I give you two leads. You stick a capacitance meter on them and it
reads 1F. Now you tell me how many capacitors and in what arrangement
I used to make up the 1F you just measured.
Hint: No matter what you pick I'll claim it's another arrangement
because it DOES NOT MATTER. Farads are Farads.
Different volumes, no merger of coordinates, no merger of
capacity. There's no current in or out of either cap. It simply does
not matter, in the isolated system, that the total series capacitance
would equal 1F in a non isolated system.
And what magical transformation do you imagine takes place with the
"not a 1F capacitor" when I stick a capacitance meter on them and
measure 1F?
The misdirection seems to me to be in the monkeying around with the
volumes.
Nope. The misdirection is in thinking coulombs 'must add' no matter
how the caps are connected.
Repeat after me: coulombs in series are all the same as the whole. It
MUST be so because the same current flows through each as the whole.
It states that you have a 1F cap.
You do. 1/Cs = 1/Ca + 1/Cb. It's a measurable fact. Live it and love
it.
In fact you don't even have
the equivalent of a 1F cap.
Then, if not 1F, show me your 'volume' equations for what they 'really
are' in series.
You can't because they ARE 1F in series.
The fact that you have 2 2F caps with an
equivalent of a single 1F *if connected in series in a circuit*
becomes important when you make the system no longer isolated by
discharging.
What 'magical transformation' are you expecting to happen? Do 'missing
coulombs' mysteriously pop in or out?
But the puzzle does *not* "un-isolate" the system. No
current flows.
Which is why they still have the charge.
The serial caps are just two caps, each of which has one
of its leads connected to the other cap, and its other lead floating
free. There is no circuit. Those two caps might just as well be lying
in your parts drawer. There is no equivalent capacitance.

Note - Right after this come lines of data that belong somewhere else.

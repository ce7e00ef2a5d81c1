//! Encode a [`ReportLayout`] as a PDF document using the base-14 Helvetica faces.

use lopdf::content::{Content, Operation};
use lopdf::{Dictionary, Document, Object, ObjectId, Stream, StringFormat, dictionary};

use crate::error::{BudgetError, BudgetResult};

use super::fonts::encode_win_ansi;
use super::layout::{DrawOp, FontStyle, PAGE_HEIGHT, PAGE_WIDTH, Page, ReportLayout, Rgb};

/// Millimetres to PDF points
const MM_TO_PT: f32 = 72.0 / 25.4;
const RULE_WIDTH_PT: f32 = 0.2 * MM_TO_PT;

fn font_resource(style: FontStyle) -> &'static str {
    match style {
        FontStyle::Regular => "F1",
        FontStyle::Bold => "F2",
        FontStyle::Italic => "F3",
    }
}

fn pt(mm: f32) -> Object {
    (mm * MM_TO_PT).into()
}

/// Flip a top-down millimetre y into bottom-up points
fn pt_y(mm: f32) -> Object {
    ((PAGE_HEIGHT - mm) * MM_TO_PT).into()
}

fn color(op: &str, Rgb(r, g, b): Rgb) -> Operation {
    let channel = |c: u8| -> Object { (f32::from(c) / 255.0).into() };
    Operation::new(op, vec![channel(r), channel(g), channel(b)])
}

fn page_operations(page: &Page) -> Vec<Operation> {
    let mut ops = vec![Operation::new("w", vec![RULE_WIDTH_PT.into()])];

    for op in &page.ops {
        match op {
            DrawOp::Rect {
                x,
                y,
                w,
                h,
                fill,
                stroke,
            } => {
                let paint = match (fill, stroke) {
                    (Some(_), Some(_)) => "B",
                    (Some(_), None) => "f",
                    (None, Some(_)) => "S",
                    (None, None) => continue,
                };
                if let Some(fill) = fill {
                    ops.push(color("rg", *fill));
                }
                if let Some(stroke) = stroke {
                    ops.push(color("RG", *stroke));
                }
                ops.push(Operation::new(
                    "re",
                    vec![pt(*x), pt_y(y + h), pt(*w), pt(*h)],
                ));
                ops.push(Operation::new(paint, vec![]));
            }
            DrawOp::Line {
                x1,
                y1,
                x2,
                y2,
                color: stroke,
            } => {
                ops.push(color("RG", *stroke));
                ops.push(Operation::new("m", vec![pt(*x1), pt_y(*y1)]));
                ops.push(Operation::new("l", vec![pt(*x2), pt_y(*y2)]));
                ops.push(Operation::new("S", vec![]));
            }
            DrawOp::Text {
                x,
                y,
                text,
                style,
                size,
                color: fill,
            } => {
                ops.push(Operation::new("BT", vec![]));
                ops.push(Operation::new(
                    "Tf",
                    vec![font_resource(*style).into(), (*size).into()],
                ));
                ops.push(color("rg", *fill));
                ops.push(Operation::new("Td", vec![pt(*x), pt_y(*y)]));
                ops.push(Operation::new(
                    "Tj",
                    vec![Object::String(encode_win_ansi(text), StringFormat::Literal)],
                ));
                ops.push(Operation::new("ET", vec![]));
            }
        }
    }

    ops
}

fn base_font(doc: &mut Document, name: &str) -> ObjectId {
    doc.add_object(dictionary! {
        "Type" => "Font",
        "Subtype" => "Type1",
        "BaseFont" => name,
        "Encoding" => "WinAnsiEncoding",
    })
}

/// Serialize the layout. Output depends only on the layout and title, so
/// identical inputs yield identical bytes.
pub fn encode(layout: &ReportLayout, title: &str) -> BudgetResult<Vec<u8>> {
    let mut doc = Document::with_version("1.4");
    let pages_id = doc.new_object_id();

    let regular = base_font(&mut doc, "Helvetica");
    let bold = base_font(&mut doc, "Helvetica-Bold");
    let italic = base_font(&mut doc, "Helvetica-Oblique");
    let resources_id = doc.add_object(dictionary! {
        "Font" => dictionary! {
            "F1" => regular,
            "F2" => bold,
            "F3" => italic,
        },
    });

    let mut kids = Vec::with_capacity(layout.page_count());
    for page in &layout.pages {
        let content = Content {
            operations: page_operations(page),
        };
        let content_id = doc.add_object(Stream::new(Dictionary::new(), content.encode()?));
        let page_id = doc.add_object(dictionary! {
            "Type" => "Page",
            "Parent" => pages_id,
            "Contents" => content_id,
        });
        kids.push(Object::from(page_id));
    }

    let count = kids.len() as i64;
    doc.objects.insert(
        pages_id,
        Object::Dictionary(dictionary! {
            "Type" => "Pages",
            "Kids" => kids,
            "Count" => count,
            "Resources" => resources_id,
            "MediaBox" => vec![
                Object::Integer(0),
                Object::Integer(0),
                (PAGE_WIDTH * MM_TO_PT).into(),
                (PAGE_HEIGHT * MM_TO_PT).into(),
            ],
        }),
    );

    let catalog_id = doc.add_object(dictionary! {
        "Type" => "Catalog",
        "Pages" => pages_id,
    });
    let info_id = doc.add_object(dictionary! {
        "Title" => Object::String(encode_win_ansi(title), StringFormat::Literal),
        "Producer" => Object::string_literal("budget-planner"),
    });
    doc.trailer.set("Root", catalog_id);
    doc.trailer.set("Info", info_id);

    let mut bytes = Vec::new();
    doc.save_to(&mut bytes)
        .map_err(|e| BudgetError::Render(format!("cannot write PDF: {e}")))?;
    Ok(bytes)
}
//! Metrics for the standard Type 1 Helvetica faces, used to align text in cells.

use super::layout::FontStyle;

/// Points to millimetres
pub const PT_TO_MM: f32 = 25.4 / 72.0;

/// Glyph widths (1/1000 em) for ASCII 32..=126
#[rustfmt::skip]
const HELVETICA: [u16; 95] = [
    278, 278, 355, 556, 556, 889, 667, 191, 333, 333, 389, 584, 278, 333, 278, 278,
    556, 556, 556, 556, 556, 556, 556, 556, 556, 556, 278, 278, 584, 584, 584, 556,
    1015, 667, 667, 722, 722, 667, 611, 778, 722, 278, 500, 667, 556, 833, 722, 778,
    667, 778, 722, 667, 611, 722, 667, 944, 667, 667, 611, 278, 278, 278, 469, 556,
    333, 556, 556, 500, 556, 556, 278, 556, 556, 222, 222, 500, 222, 833, 556, 556,
    556, 556, 333, 500, 278, 556, 500, 722, 500, 500, 500, 334, 260, 334, 584,
];

#[rustfmt::skip]
const HELVETICA_BOLD: [u16; 95] = [
    278, 333, 474, 556, 556, 889, 722, 238, 333, 333, 389, 584, 278, 333, 278, 278,
    556, 556, 556, 556, 556, 556, 556, 556, 556, 556, 333, 333, 584, 584, 584, 611,
    975, 722, 722, 722, 722, 667, 611, 778, 722, 278, 556, 722, 611, 833, 722, 778,
    667, 778, 722, 667, 611, 722, 667, 944, 667, 667, 611, 333, 278, 333, 584, 556,
    333, 556, 611, 556, 611, 556, 333, 611, 611, 278, 278, 556, 278, 889, 611, 611,
    611, 611, 389, 556, 333, 611, 556, 778, 556, 556, 500, 389, 280, 389, 584,
];

/// WinAnsiEncoding's 0x80..=0x9F block: character, code, regular and bold width
#[rustfmt::skip]
static WIN_ANSI_EXTRAS: [(char, u8, u16, u16); 27] = [
    ('€', 0x80, 556, 556), ('‚', 0x82, 222, 278), ('ƒ', 0x83, 556, 556),
    ('„', 0x84, 333, 500), ('…', 0x85, 1000, 1000), ('†', 0x86, 556, 556),
    ('‡', 0x87, 556, 556), ('ˆ', 0x88, 333, 333), ('‰', 0x89, 1000, 1000),
    ('Š', 0x8A, 667, 667), ('‹', 0x8B, 333, 333), ('Œ', 0x8C, 1000, 1000),
    ('Ž', 0x8E, 611, 611), ('‘', 0x91, 222, 278), ('’', 0x92, 222, 278),
    ('“', 0x93, 333, 500), ('”', 0x94, 333, 500), ('•', 0x95, 350, 350),
    ('–', 0x96, 556, 556), ('—', 0x97, 1000, 1000), ('˜', 0x98, 333, 333),
    ('™', 0x99, 1000, 1000), ('š', 0x9A, 500, 556), ('›', 0x9B, 333, 333),
    ('œ', 0x9C, 944, 944), ('ž', 0x9E, 500, 500), ('Ÿ', 0x9F, 667, 667),
];

/// Width used for anything without a metric above
const DEFAULT_WIDTH: u16 = 556;

fn win_ansi_extra(ch: char) -> Option<&'static (char, u8, u16, u16)> {
    WIN_ANSI_EXTRAS.iter().find(|extra| extra.0 == ch)
}

fn glyph_width(ch: char, style: FontStyle) -> u16 {
    let table = match style {
        FontStyle::Bold => &HELVETICA_BOLD,
        // Oblique shares the upright metrics
        FontStyle::Regular | FontStyle::Italic => &HELVETICA,
    };
    match (u32::from(ch), win_ansi_extra(ch)) {
        (code @ 32..=126, _) => table[(code - 32) as usize],
        (_, Some(&(_, _, regular, bold))) => match style {
            FontStyle::Bold => bold,
            FontStyle::Regular | FontStyle::Italic => regular,
        },
        _ => DEFAULT_WIDTH,
    }
}

/// Rendered width of `text` in millimetres
pub fn text_width(text: &str, style: FontStyle, size_pt: f32) -> f32 {
    let units: u32 = text.chars().map(|ch| u32::from(glyph_width(ch, style))).sum();
    units as f32 * size_pt / 1000.0 * PT_TO_MM
}

/// WinAnsi byte for `ch`, if the encoding has one
fn win_ansi_byte(ch: char) -> Option<u8> {
    match u32::from(ch) {
        code @ (0x00..=0x7F | 0xA0..=0xFF) => u8::try_from(code).ok(),
        _ => win_ansi_extra(ch).map(|&(_, code, _, _)| code),
    }
}

/// Encode for a WinAnsi font; unmapped characters become `?`
pub fn encode_win_ansi(text: &str) -> Vec<u8> {
    text.chars()
        .map(|ch| win_ansi_byte(ch).unwrap_or(b'?'))
        .collect()
}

And what 'magical' transformation are you expecting to happen when one
puts a capacitance meter on them and they measure 1F in series?
Ed
I can't begin to capture the whole metadiscussion, which spans
several subjects and 2 (or more?) newsgroups, but at least
I can quote the part where John posted the puzzle:
Quoting from John Larkin's post, 7/10/2010 at 11:16 AM
on SED. Subject: Win Hill: Inverse Marx Generator ??
To celebrate the 21st century, I have composed a new riddle:
Start with a 4 farad cap charged to 0.5 volts. Q = 2 coulombs.
Carefully saw it in half, without discharging it, such as to have two
caps, each 2 farads, each charged to 0.5 volts. The total charge of
the two caps remains 2 coulombs, whether you connect them in parallel
or consider them separately.
Now stack them in series. The result is a 1F cap charged to 1 volt.
That has a charge of 1 coulomb. Where did the other coulomb go?
I think this is a better riddle.
Your rendition seems perfectly fine to me and there is no different
mystery, or any mystery at all.
As I said, you fell for the 'add' diversion. You have two 2F
capacitors charged to .5V and take, hook, line and sinker, 1+1
coulombs as gospel no matter how they're connected so why do you not
think volts 'must add' no matter how they're connected? I.E. If you're
so perplexed by there being only 1 coulomb in the series 1F capacitor
then why are you not perplexed there is only .5V on the parallel 4F
capacitor (or that the 'sum' of the volts on the two 2s is twice what
was there in parallel)?
I'll wager it's because you know that volts do not add in parallel so
why is it so darn hard for you to grasp that coulombs do not add in
series?
There is no '1 + 1 missing coulomb' in series any more than there is a
'missing .5V' when connected in parallel, nor any magical
transformations needed to explain why nothings missing, because,
repeat after me: coulombs in series are all the same as the whole. It
MUST be so because the same current flows through each as the whole.
I gave you the equations and you simply refuse to accept simple math.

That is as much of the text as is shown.